# [The problem]
Print, exactly as they stand, the lines from the start of the listing to the line containing "let mut nodes", inclusive.
>>>>>
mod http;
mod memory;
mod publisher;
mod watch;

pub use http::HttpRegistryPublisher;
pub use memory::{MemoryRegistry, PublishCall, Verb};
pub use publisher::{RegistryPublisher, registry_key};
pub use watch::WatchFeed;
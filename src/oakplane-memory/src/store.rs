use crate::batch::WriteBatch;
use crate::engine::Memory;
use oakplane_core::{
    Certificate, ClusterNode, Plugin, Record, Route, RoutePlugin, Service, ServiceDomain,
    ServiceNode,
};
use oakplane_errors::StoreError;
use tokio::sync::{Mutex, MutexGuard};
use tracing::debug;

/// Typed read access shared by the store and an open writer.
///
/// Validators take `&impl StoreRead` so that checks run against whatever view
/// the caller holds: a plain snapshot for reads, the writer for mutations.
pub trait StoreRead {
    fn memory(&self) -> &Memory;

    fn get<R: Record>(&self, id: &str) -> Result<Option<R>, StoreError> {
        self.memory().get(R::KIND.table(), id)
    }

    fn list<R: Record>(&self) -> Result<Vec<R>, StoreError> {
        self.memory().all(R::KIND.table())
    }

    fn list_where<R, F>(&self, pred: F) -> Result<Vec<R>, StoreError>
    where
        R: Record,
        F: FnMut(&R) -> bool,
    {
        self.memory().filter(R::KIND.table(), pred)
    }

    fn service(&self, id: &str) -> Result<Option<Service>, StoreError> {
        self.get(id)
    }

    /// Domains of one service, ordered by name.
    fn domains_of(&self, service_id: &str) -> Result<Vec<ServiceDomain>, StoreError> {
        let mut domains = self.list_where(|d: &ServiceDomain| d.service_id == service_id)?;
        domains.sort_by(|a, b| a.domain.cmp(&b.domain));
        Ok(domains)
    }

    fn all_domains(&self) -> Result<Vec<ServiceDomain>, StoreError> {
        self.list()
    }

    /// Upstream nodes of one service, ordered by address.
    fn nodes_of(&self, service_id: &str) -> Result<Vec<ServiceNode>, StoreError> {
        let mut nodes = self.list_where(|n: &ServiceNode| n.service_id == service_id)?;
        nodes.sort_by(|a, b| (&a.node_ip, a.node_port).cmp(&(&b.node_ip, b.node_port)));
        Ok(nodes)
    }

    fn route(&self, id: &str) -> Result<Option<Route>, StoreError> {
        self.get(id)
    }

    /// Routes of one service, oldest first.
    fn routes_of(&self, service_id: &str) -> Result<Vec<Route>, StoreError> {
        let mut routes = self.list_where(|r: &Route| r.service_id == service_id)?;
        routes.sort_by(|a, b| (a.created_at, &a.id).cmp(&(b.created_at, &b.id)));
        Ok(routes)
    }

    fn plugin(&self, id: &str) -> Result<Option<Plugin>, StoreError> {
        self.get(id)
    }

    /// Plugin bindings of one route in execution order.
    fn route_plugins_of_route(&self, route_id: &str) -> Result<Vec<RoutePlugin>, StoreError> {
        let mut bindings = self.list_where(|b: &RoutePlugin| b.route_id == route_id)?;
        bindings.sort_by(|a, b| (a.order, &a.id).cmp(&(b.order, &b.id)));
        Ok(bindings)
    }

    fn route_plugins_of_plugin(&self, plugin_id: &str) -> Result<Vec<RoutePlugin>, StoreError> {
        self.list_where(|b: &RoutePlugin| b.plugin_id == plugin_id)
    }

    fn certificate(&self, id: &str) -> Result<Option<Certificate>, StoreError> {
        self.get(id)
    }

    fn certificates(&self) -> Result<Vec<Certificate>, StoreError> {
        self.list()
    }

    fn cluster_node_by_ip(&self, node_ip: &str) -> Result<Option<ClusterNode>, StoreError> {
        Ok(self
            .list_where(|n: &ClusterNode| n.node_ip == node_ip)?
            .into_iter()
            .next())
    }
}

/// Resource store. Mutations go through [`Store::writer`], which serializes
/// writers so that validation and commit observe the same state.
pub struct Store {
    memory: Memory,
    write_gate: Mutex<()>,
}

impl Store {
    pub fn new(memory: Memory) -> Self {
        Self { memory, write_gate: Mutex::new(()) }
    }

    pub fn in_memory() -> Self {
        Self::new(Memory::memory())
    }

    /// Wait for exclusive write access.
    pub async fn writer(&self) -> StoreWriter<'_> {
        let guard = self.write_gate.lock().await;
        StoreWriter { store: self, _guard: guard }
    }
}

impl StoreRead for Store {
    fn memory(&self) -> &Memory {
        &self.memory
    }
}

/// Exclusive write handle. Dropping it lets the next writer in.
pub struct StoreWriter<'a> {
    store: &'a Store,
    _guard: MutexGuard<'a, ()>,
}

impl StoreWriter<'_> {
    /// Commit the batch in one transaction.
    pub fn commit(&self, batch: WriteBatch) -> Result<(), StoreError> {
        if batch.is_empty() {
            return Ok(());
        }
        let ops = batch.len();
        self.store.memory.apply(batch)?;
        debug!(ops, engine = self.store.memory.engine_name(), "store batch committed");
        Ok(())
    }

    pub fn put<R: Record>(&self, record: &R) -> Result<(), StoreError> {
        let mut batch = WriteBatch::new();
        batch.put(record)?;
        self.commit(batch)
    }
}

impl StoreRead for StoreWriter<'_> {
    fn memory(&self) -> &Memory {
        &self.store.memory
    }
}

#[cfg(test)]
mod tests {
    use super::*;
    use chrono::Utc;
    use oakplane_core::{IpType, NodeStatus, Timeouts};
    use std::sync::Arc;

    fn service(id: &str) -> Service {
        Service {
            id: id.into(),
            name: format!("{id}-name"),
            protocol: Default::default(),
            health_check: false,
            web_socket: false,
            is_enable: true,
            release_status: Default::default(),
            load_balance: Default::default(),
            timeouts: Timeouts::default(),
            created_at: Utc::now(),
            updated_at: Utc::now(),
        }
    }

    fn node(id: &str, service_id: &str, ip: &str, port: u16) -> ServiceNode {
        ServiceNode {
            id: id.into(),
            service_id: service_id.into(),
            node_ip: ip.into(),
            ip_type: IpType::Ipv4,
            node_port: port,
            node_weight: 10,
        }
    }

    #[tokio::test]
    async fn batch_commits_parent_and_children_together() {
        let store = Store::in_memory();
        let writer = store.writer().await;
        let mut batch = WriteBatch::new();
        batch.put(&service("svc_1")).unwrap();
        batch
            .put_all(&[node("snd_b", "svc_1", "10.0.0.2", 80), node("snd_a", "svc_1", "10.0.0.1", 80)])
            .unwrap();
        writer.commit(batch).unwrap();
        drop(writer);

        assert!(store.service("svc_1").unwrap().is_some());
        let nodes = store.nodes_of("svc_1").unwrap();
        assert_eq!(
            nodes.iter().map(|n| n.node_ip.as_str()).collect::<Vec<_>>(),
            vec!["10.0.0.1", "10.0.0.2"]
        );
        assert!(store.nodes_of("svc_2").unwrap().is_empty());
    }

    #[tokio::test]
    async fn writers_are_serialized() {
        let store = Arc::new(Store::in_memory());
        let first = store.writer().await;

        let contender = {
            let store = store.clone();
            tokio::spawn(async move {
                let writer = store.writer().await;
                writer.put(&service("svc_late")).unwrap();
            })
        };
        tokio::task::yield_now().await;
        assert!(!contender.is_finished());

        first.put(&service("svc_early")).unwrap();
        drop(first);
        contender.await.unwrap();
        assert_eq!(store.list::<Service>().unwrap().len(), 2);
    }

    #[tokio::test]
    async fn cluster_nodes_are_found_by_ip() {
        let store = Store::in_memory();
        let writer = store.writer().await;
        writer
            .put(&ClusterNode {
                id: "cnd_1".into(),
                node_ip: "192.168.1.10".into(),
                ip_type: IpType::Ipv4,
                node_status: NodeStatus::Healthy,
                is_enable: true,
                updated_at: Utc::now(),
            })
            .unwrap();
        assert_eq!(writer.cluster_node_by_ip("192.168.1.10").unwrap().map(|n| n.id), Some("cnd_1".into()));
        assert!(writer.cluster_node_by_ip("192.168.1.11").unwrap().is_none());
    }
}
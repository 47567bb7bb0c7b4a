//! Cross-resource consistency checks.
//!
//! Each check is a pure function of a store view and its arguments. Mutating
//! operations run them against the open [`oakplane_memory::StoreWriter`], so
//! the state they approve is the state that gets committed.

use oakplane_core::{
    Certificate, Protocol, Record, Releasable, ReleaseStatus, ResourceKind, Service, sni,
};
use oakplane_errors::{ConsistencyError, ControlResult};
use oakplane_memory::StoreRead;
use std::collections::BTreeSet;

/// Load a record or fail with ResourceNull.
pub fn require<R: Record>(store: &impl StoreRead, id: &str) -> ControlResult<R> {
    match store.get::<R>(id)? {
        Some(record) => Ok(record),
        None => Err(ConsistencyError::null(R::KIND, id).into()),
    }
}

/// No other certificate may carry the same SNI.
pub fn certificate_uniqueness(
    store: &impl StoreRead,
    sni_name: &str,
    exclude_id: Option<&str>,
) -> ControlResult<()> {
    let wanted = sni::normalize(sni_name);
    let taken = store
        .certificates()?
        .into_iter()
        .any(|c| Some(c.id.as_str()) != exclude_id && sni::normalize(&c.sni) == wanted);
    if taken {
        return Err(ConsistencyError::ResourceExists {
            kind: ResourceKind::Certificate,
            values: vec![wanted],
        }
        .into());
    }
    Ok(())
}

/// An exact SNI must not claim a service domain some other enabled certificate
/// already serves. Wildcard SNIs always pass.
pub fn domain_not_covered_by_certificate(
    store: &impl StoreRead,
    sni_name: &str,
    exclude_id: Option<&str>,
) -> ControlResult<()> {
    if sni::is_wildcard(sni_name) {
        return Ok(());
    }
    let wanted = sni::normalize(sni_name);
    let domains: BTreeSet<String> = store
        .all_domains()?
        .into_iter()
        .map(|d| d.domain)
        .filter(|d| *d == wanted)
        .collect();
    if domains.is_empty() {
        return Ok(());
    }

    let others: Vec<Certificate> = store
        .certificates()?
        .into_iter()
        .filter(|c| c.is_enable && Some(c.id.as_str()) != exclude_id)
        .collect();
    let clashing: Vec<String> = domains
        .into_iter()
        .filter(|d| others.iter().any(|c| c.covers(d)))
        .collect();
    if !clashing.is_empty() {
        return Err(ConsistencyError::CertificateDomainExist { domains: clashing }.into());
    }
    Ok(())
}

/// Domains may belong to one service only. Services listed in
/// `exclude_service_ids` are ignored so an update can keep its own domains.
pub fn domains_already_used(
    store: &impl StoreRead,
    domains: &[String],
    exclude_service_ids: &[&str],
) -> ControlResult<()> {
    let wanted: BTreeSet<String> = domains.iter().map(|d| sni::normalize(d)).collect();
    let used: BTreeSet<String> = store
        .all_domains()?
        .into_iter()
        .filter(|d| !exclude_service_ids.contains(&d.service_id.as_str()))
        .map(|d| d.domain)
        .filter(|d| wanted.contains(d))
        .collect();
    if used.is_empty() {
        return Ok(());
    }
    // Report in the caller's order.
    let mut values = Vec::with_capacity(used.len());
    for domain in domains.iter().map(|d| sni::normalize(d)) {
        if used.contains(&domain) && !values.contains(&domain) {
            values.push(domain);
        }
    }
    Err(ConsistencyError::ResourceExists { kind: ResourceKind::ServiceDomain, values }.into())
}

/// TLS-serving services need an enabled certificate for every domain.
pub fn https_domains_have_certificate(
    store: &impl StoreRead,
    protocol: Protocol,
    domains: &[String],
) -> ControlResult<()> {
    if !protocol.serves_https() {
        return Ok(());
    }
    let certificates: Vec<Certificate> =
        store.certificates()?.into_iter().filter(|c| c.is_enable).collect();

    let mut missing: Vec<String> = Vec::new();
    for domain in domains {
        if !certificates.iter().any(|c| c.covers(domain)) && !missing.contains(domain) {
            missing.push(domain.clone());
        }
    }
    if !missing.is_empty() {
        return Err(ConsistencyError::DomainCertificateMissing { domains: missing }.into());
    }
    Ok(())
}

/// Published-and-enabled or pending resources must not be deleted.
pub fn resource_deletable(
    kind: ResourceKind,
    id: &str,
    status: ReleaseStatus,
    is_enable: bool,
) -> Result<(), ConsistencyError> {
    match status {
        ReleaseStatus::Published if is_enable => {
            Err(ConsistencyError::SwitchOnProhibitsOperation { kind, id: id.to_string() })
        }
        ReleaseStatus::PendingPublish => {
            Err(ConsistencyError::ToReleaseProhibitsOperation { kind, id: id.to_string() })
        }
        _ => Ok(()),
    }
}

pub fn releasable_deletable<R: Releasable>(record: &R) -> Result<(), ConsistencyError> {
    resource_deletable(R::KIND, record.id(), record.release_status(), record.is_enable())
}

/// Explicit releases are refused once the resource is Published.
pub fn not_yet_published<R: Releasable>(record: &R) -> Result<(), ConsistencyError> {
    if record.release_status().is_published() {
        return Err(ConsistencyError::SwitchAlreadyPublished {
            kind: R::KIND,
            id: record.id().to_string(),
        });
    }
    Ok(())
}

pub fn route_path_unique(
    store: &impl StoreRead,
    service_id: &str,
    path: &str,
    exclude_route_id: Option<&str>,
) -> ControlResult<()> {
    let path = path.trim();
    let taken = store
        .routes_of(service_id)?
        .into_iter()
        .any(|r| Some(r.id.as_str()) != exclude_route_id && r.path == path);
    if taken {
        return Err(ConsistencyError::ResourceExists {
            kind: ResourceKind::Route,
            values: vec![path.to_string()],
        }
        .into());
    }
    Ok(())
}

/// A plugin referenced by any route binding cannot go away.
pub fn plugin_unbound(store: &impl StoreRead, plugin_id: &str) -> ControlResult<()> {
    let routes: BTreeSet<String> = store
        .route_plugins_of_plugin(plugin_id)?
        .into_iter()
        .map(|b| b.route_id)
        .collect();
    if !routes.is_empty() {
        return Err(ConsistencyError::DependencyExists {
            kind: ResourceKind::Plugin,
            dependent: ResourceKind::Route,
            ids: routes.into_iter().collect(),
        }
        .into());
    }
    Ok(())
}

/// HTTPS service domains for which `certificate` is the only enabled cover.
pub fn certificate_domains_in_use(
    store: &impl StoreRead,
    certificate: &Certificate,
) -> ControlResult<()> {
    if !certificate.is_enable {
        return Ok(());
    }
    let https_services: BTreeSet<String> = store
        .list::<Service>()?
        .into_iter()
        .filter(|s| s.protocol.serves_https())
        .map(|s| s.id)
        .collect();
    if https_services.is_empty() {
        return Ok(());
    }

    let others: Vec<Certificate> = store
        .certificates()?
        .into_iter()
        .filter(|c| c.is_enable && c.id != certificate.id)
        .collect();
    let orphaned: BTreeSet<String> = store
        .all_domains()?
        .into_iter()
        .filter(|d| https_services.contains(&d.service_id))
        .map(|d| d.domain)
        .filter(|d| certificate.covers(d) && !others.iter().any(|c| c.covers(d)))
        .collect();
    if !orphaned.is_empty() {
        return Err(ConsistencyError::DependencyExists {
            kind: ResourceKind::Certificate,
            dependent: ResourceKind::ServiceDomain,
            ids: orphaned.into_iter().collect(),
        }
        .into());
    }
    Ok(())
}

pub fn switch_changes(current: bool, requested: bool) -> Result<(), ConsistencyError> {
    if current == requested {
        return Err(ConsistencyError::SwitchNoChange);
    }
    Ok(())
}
<<<<<
# [Output]
mod http;
mod memory;
mod publisher;
mod watch;

pub use http::HttpRegistryPublisher;
pub use memory::{MemoryRegistry, PublishCall, Verb};
pub use publisher::{RegistryPublisher, registry_key};
pub use watch::WatchFeed;
filename src/oakplane-memory/src/store.rs
use crate::batch::WriteBatch;
use crate::engine::Memory;
use oakplane_core::{
    Certificate, ClusterNode, Plugin, Record, Route, RoutePlugin, Service, ServiceDomain,
    ServiceNode,
};
use oakplane_errors::StoreError;
use tokio::sync::{Mutex, MutexGuard};
use tracing::debug;

/// Typed read access shared by the store and an open writer.
///
/// Validators take `&impl StoreRead` so that checks run against whatever view
/// the caller holds: a plain snapshot for reads, the writer for mutations.
pub trait StoreRead {
    fn memory(&self) -> &Memory;

    fn get<R: Record>(&self, id: &str) -> Result<Option<R>, StoreError> {
        self.memory().get(R::KIND.table(), id)
    }

    fn list<R: Record>(&self) -> Result<Vec<R>, StoreError> {
        self.memory().all(R::KIND.table())
    }

    fn list_where<R, F>(&self, pred: F) -> Result<Vec<R>, StoreError>
    where
        R: Record,
        F: FnMut(&R) -> bool,
    {
        self.memory().filter(R::KIND.table(), pred)
    }

    fn service(&self, id: &str) -> Result<Option<Service>, StoreError> {
        self.get(id)
    }

    /// Domains of one service, ordered by name.
    fn domains_of(&self, service_id: &str) -> Result<Vec<ServiceDomain>, StoreError> {
        let mut domains = self.list_where(|d: &ServiceDomain| d.service_id == service_id)?;
        domains.sort_by(|a, b| a.domain.cmp(&b.domain));
        Ok(domains)
    }

    fn all_domains(&self) -> Result<Vec<ServiceDomain>, StoreError> {
        self.list()
    }

    /// Upstream nodes of one service, ordered by address.
    fn nodes_of(&self, service_id: &str) -> Result<Vec<ServiceNode>, StoreError> {
        let mut nodes = self.list_where(|n: &ServiceNode| n.service_id == service_id)?;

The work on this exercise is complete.